Exploring the World in His Airplane Pajamas
I was in the passenger seat of a friend’s car on Tuesday morning while driving down a busy street in Wauconda, a local suburb, when two cars in front of us stopped abruptly and pulled over to the side of the road.
We soon understood why.
A little, airplane pajama-clad, blond-haired boy was wandering into the busy street, oblivious to the many cars cruising by him. I waited a moment, certain that the occupants of the cars in front of us would get out. But when they didn’t, I jumped out of the car and walked up to the boy, bending down and extending my hand.
“Hi there! Let’s get out of the street because it’s too dangerous to walk here with all of the cars,” I suggested as he placed his warm, silky little hand in mine.
“Hey, is this your house?” I asked, motioning to a house a short distance away.
He nodded, so I suggested that the two of us take a stroll to the front door. As we did, I asked what his name was.
“Logan,” he replied, climbing the stairs to the front porch.
“Really? That’s my son’s name, too.” I smiled, releasing his hand to ring the doorbell. No one answered.
“Is your mommy home with you today, Logan?” I asked while knocking.
“No she’s not here anymore,” he mumbled softly.
“Is your Daddy with you then?”
“Nope, he went to Gram’s house.”
“Well then, is a babysitter watching you?” I inquired, becoming concerned that this 4-year-old was lord and master of his domain.
“I don’t know,” he replied staring down, transfixed on an ant on a mission scurrying across a front porch plank.
From up on the porch, I scanned my surroundings: a row of tall dense evergreens blocked the house from the street. Dark brown paint covered its siding, while even darker brown plastic mini-blinds, pulled all the way down to the window sill, entirely blocked the view inside.

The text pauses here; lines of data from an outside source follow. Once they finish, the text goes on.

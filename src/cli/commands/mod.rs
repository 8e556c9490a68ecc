//! Command implementations.

mod identify;
mod run;
mod tools;

use std::path::Path;

use crate::config::{self, Config};

pub use identify::cmd_identify;
pub use run::cmd_run;
pub use tools::{cmd_check_tools, cmd_init_config};

/// Load the config file and validate it after `overrides` are applied.
fn load_config(path: Option<&Path>, overrides: impl FnOnce(&mut Config)) -> anyhow::Result<Config> {
    let mut config = config::load(path)?;
    overrides(&mut config);
    config.validate()?;
    Ok(config)
}

/// Print installation instructions for fpcalc
pub(crate) fn print_fpcalc_install_instructions() {
    eprintln!("fpcalc (Chromaprint) is required for AcoustID recognition.");
    eprintln!();
    eprintln!("Install it:");
    eprintln!("  Windows: winget install AcoustID.Chromaprint");
    eprintln!("  macOS:   brew install chromaprint");
    eprintln!("  Linux:   apt install libchromaprint-tools");
}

Debris-laden spider webs consumed the porch ceiling corners, and worn patches marred the painted wooden path up the stairs and to the door.
Logan and I talked and knocked and rang for a few minutes, and then I reached for his hand once more as we turned to walk away.
Right at that moment, the door opened.
A man in his late twenties dressed in a t-shirt and jeans stood nonchalantly in the doorway.
“Hi, is this your son?”
He nodded, taking me in.
I guess I had expected to see someone who had just stepped out of the shower and had suddenly realized his son was missing, or someone holding a crying baby looking harried, or at least someone with a more concerned air who wondered why his son was outside holding the hand of a stranger, while he, the father, remained tucked safely away inside.
“He was walking in the middle of the street, so I brought him home,” I said, waiting for a reply.
“Logan Alexander!” he growled, reprimanding the boy.
“Oh my gosh! That’s my son’s name exactly!” I exclaimed without even realizing it, feeling gooseflesh rise on my arms.
“Uh huh. Thanks,” he said curtly as he leaned over the threshold, yanked the boy into the house, and closed the door firmly.
My gooseflesh remained.
Suddenly I was struck by how much I loved and missed my fully grown Logan Alexander. At the same time, I wished for this little Logan Alexander an abundance of love and care, all the while fearing that may not be in the stars for him. I hope fate is kind to this boy whose soft, small hand and sweet voice brought me back to my own Logan’s childhood. My Logan who now stands over six feet tall, and whose hand swallows up my own.
I headed slowly back to the car lost in thought.
Does that little one live a happy life?
Will he be left alone to wander out into the street again?
Where did his mother go?
Would I have been immediately aware, when I had young ones, if one of my kids had ventured outside and into a busy street? Perhaps not.
What words of wisdom would my son share with this boy in terms of navigating his way through life as a “Logan Alexander?”
What took the father a full five minutes to answer the damn door?
Was he too busy supervising a secret basement meth lab to care about the whereabouts of his son?
Have I been watching too much cable TV as of late?
I’ve revisited this scene in my head numerous times over the last few days. The fact that this little tyke was walking in the middle of a busy road is disturbing to say the least, not to mention the oddness of the cold reception I received upon returning a wandering child in danger, and the foreboding feeling I had afterwards.
From this point forward, I’ll always keep an eye out for that sweet little boy when I pass his house, as I have twice since I first saw him already.
And so we love our own children and those in our “village” to the best of our ability. As much as we’re allowed to. We protect them and guide them and help them become the best versions of themselves that they can be.
And when they venture into a busy street chasing daydreams or butterflies or ants on a mission, we pull them back to safety, redirect them, and send them off once more, this time, hopefully, on the right path.
We do this continually . . . as many times as it takes.
So tell me, would you have called DCFS as some are suggesting I should have done? I’m interested in hearing your perspective.